## [Task to complete]
Search the listing below for the string "baseline", then copy every line it appears in.

#####

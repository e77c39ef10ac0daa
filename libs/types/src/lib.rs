//! Types library for the trade-cost engine
//!
//! Core type definitions shared by every pipeline crate, keeping price and
//! volume arithmetic deterministic and validated at the boundary.
//!
//! # Modules
//! - `ids`: Instrument identifiers (MarketId)
//! - `numeric`: Fixed-point decimal types (Price, Quantity)
//! - `book`: Price levels and raw level updates
//! - `order`: Order side and order parameters
//! - `fee`: Fee tiers and schedules
//! - `errors`: Error taxonomy

pub mod book;
pub mod errors;
pub mod fee;
pub mod ids;
pub mod numeric;
pub mod order;
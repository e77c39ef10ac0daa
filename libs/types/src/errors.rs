//! Error types for book maintenance and cost estimation
//!
//! Comprehensive error taxonomy using thiserror. Every variant is local to
//! one tick: callers omit the affected output and keep processing.

use rust_decimal::Decimal;
use serde::{Deserialize, Serialize};
use thiserror::Error;

use crate::order::Side;

/// Decimal parsing and validation errors
#[derive(Error, Debug, Clone, PartialEq)]
pub enum NumericError {
    #[error("Unparseable decimal: {0}")]
    Unparseable(String),

    #[error("Price must be positive, got {0}")]
    NonPositivePrice(Decimal),

    #[error("Quantity must be non-negative, got {0}")]
    NegativeQuantity(Decimal),

    #[error("Notional must be positive, got {0}")]
    NonPositiveNotional(Decimal),
}

/// Order book state errors
#[derive(Error, Debug, Clone, PartialEq)]
pub enum BookError {
    #[error("No levels on {0:?} side")]
    EmptySide(Side),

    #[error("Insufficient depth: both sides need at least one level")]
    InsufficientDepth,

    #[error("Invalid level on {side:?} side: price {price}, volume {volume}")]
    InvalidLevel {
        side: Side,
        price: Decimal,
        volume: Decimal,
    },

    #[error("Crossed book: best bid {best_bid} >= best ask {best_ask}")]
    Crossed { best_bid: Decimal, best_ask: Decimal },
}

/// Cost estimator errors
#[derive(Error, Debug, Clone, PartialEq, Serialize, Deserialize)]
#[serde(tag = "error", rename_all = "snake_case")]
pub enum EstimatorError {
    #[error("Insufficient liquidity: no volume in top {depth} levels")]
    InsufficientLiquidity { depth: usize },

    #[error("Insufficient samples: have {available}, need {required}")]
    InsufficientSamples { available: usize, required: usize },

    #[error("Insufficient depth for mid price")]
    InsufficientDepth,

    #[error("Unknown fee tier: {tier}")]
    UnknownFeeTier { tier: String },

    #[error("Maker probability unavailable")]
    MakerProbabilityUnavailable,

    #[error("Non-finite model output from {model}")]
    NonFinite { model: String },

    #[error("Feature vector length mismatch: expected {expected}, got {actual}")]
    FeatureMismatch { expected: usize, actual: usize },

    #[error("Decimal overflow in {model}")]
    Overflow { model: String },
}

/// Any book-side failure leaves an estimator without a usable top of book.
impl From<BookError> for EstimatorError {
    fn from(_: BookError) -> Self {
        EstimatorError::InsufficientDepth
    }
}
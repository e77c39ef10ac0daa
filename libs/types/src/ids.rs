//! Instrument identifiers
//!
//! Every pipeline instance is bound to exactly one instrument, so the
//! identifier is carried through book state and emitted metrics to keep
//! independent per-pair pipelines distinguishable downstream.

use serde::{Deserialize, Serialize};
use std::fmt;

/// Separators accepted between base and quote asset.
const SEPARATORS: [char; 2] = ['/', '-'];

/// Market identifier (trading pair)
///
/// Format: "BASE/QUOTE" or venue style "BASE-QUOTE[-SUFFIX]"
/// (e.g., "BTC/USDT", "BTC-USDT-SWAP").
#[derive(Debug, Clone, PartialEq, Eq, Hash, PartialOrd, Ord, Serialize, Deserialize)]
#[serde(transparent)]
pub struct MarketId(String);

impl MarketId {
    /// Create a new MarketId from a string
    ///
    /// # Panics
    /// Panics if the symbol has no base/quote separator
    pub fn new(symbol: impl Into<String>) -> Self {
        let s = symbol.into();
        assert!(
            s.contains(SEPARATORS),
            "MarketId must be in BASE/QUOTE or BASE-QUOTE format"
        );
        Self(s)
    }

    /// Try to create a MarketId, returning None if invalid
    pub fn try_new(symbol: impl Into<String>) -> Option<Self> {
        let s = symbol.into();
        if s.contains(SEPARATORS) {
            Some(Self(s))
        } else {
            None
        }
    }

    /// Get the symbol string
    pub fn as_str(&self) -> &str {
        &self.0
    }

    /// Split into base and quote assets, ignoring any venue suffix.
    pub fn split(&self) -> (&str, &str) {
        let mut parts = self.0.split(SEPARATORS);
        let base = parts.next().unwrap_or_default();
        let quote = parts.next().unwrap_or_default();
        (base, quote)
    }
}

impl fmt::Display for MarketId {
    fn fmt(&self, f: &mut fmt::Formatter<'_>) -> fmt::Result {
        write!(f, "{}", self.0)
    }
}

impl From<&str> for MarketId {
    fn from(s: &str) -> Self {
        Self::new(s)
    }
}
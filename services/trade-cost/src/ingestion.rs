//! Event ingestion guard
//!
//! Enforces sequencing for venues that tag book updates with an update id:
//! - Stale and duplicate deltas are dropped
//! - A gap between consecutive deltas invalidates the mirrored book
//! - A snapshot resets the baseline
//!
//! Events without a sequence number pass through unchecked.

use tracing::{debug, warn};
use types::errors::BookError;

use crate::events::{BookUpdateEvent, UpdateKind};

/// Errors that can occur during event ingestion.
#[derive(Debug, Clone, PartialEq, thiserror::Error)]
pub enum IngestionError {
    #[error("duplicate event: sequence {0} already applied")]
    Duplicate(u64),

    #[error("stale event: last={last}, received={received}")]
    Stale { last: u64, received: u64 },

    #[error("sequence gap detected: expected {expected}, got {actual}")]
    Gap { expected: u64, actual: u64 },

    #[error("malformed update: {0}")]
    Malformed(#[from] BookError),
}

impl IngestionError {
    /// Whether the event can simply be dropped with the book left intact.
    pub fn is_droppable(&self) -> bool {
        !matches!(self, IngestionError::Gap { .. })
    }
}

/// Outcome of an accepted event.
#[derive(Debug, Clone, Copy, PartialEq, Eq)]
pub enum Admission {
    /// Sequence checked and advanced.
    InSequence,
    /// No sequence number carried.
    Unsequenced,
}

/// Tracks the last applied sequence number.
#[derive(Debug, Default)]
pub struct SequenceGuard {
    last_sequence: Option<u64>,
    events_accepted: u64,
    events_dropped: u64,
    gaps_detected: u64,
}

impl SequenceGuard {
    pub fn new() -> Self {
        Self::default()
    }

    /// Check an event against the last applied sequence.
    ///
    /// On a gap the baseline still advances to the received sequence, so a
    /// caller that tolerates gaps can keep applying.
    pub fn admit(&mut self, event: &BookUpdateEvent) -> Result<Admission, IngestionError> {
        let Some(seq) = event.sequence else {
            self.events_accepted += 1;
            return Ok(Admission::Unsequenced);
        };

        if event.kind == UpdateKind::Snapshot {
            debug!(sequence = seq, "Sequence baseline reset by snapshot");
            self.last_sequence = Some(seq);
            self.events_accepted += 1;
            return Ok(Admission::InSequence);
        }

        match self.last_sequence {
            Some(last) if seq == last => {
                self.events_dropped += 1;
                debug!(sequence = seq, "Duplicate delta dropped");
                Err(IngestionError::Duplicate(seq))
            }
            Some(last) if seq < last => {
                self.events_dropped += 1;
                debug!(last, received = seq, "Stale delta dropped");
                Err(IngestionError::Stale {
                    last,
                    received: seq,
                })
            }
            Some(last) if seq > last + 1 => {
                self.gaps_detected += 1;
                self.last_sequence = Some(seq);
                warn!(
                    expected = last + 1,
                    actual = seq,
                    missing = seq - last - 1,
                    "Sequence gap detected"
                );
                Err(IngestionError::Gap {
                    expected: last + 1,
                    actual: seq,
                })
            }
            _ => {
                self.last_sequence = Some(seq);
                self.events_accepted += 1;
                Ok(Admission::InSequence)
            }
        }
    }

    /// Forget the baseline (reconnect or resync).
    pub fn reset(&mut self) {
        self.last_sequence = None;
    }

    pub fn last_sequence(&self) -> Option<u64> {
        self.last_sequence
    }

    pub fn events_accepted(&self) -> u64 {
        self.events_accepted
    }

    pub fn events_dropped(&self) -> u64 {
        self.events_dropped
    }

    pub fn gaps_detected(&self) -> u64 {
        self.gaps_detected
    }
}
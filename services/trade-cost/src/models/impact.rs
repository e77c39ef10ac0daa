//! Almgren–Chriss market impact
//!
//! `impact(q, V, σ) = γ·σ·sqrt(q / V) + ε·q`
//!
//! The first term is the temporary impact of consuming `q` out of the
//! visible volume `V`; the second is the permanent, linear component.
//! The result is a fraction of price and is scaled by the notional.

use rust_decimal::prelude::ToPrimitive;
use rust_decimal::Decimal;
use types::errors::EstimatorError;
use types::order::{OrderParameters, Side};

use super::{scale_by_notional, to_decimal};
use crate::order_book::OrderBookState;
use crate::rolling::RollingStatistics;

pub const DEFAULT_GAMMA: f64 = 1.5;
pub const DEFAULT_EPSILON: f64 = 0.001;

#[derive(Debug, Clone, Copy, PartialEq)]
pub struct MarketImpactEstimator {
    /// Temporary impact coefficient
    pub gamma: f64,
    /// Permanent impact coefficient
    pub epsilon: f64,
    /// Levels summed into the visible volume
    pub depth: usize,
}

impl MarketImpactEstimator {
    pub fn new(gamma: f64, epsilon: f64, depth: usize) -> Self {
        Self {
            gamma,
            epsilon,
            depth,
        }
    }

    /// Impact as a fraction of price.
    pub fn impact(&self, quantity: f64, volume: f64, volatility: f64) -> Result<f64, EstimatorError> {
        if volume <= 0.0 {
            return Err(EstimatorError::InsufficientLiquidity { depth: self.depth });
        }
        let impact = self.gamma * volatility * (quantity / volume).sqrt() + self.epsilon * quantity;
        if !impact.is_finite() {
            return Err(EstimatorError::NonFinite {
                model: "market_impact".to_string(),
            });
        }
        Ok(impact)
    }

    /// Visible volume the order would consume: asks for a buy, bids for a
    /// sell.
    pub fn visible_volume(&self, book: &OrderBookState, side: Side) -> Decimal {
        book.top_n_volume(side.opposite(), self.depth)
    }

    /// Impact cost in quote currency.
    pub fn estimate(
        &self,
        book: &OrderBookState,
        stats: &RollingStatistics,
        order: &OrderParameters,
    ) -> Result<Decimal, EstimatorError> {
        let volume = self.visible_volume(book, order.side);
        if volume.is_zero() {
            return Err(EstimatorError::InsufficientLiquidity { depth: self.depth });
        }
        let volatility = stats.volatility()?;
        let impact = self.impact(
            order.quantity.to_f64(),
            volume.to_f64().unwrap_or(0.0),
            volatility,
        )?;
        scale_by_notional(to_decimal(impact, "market_impact")?, order.notional_usd, "market_impact")
    }
}

impl Default for MarketImpactEstimator {
    fn default() -> Self {
        Self::new(DEFAULT_GAMMA, DEFAULT_EPSILON, 10)
    }
}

#####

## [Answer to this task]
//! - A snapshot resets the baseline
    /// On a gap the baseline still advances to the received sequence, so a
            debug!(sequence = seq, "Sequence baseline reset by snapshot");
    /// Forget the baseline (reconnect or resync).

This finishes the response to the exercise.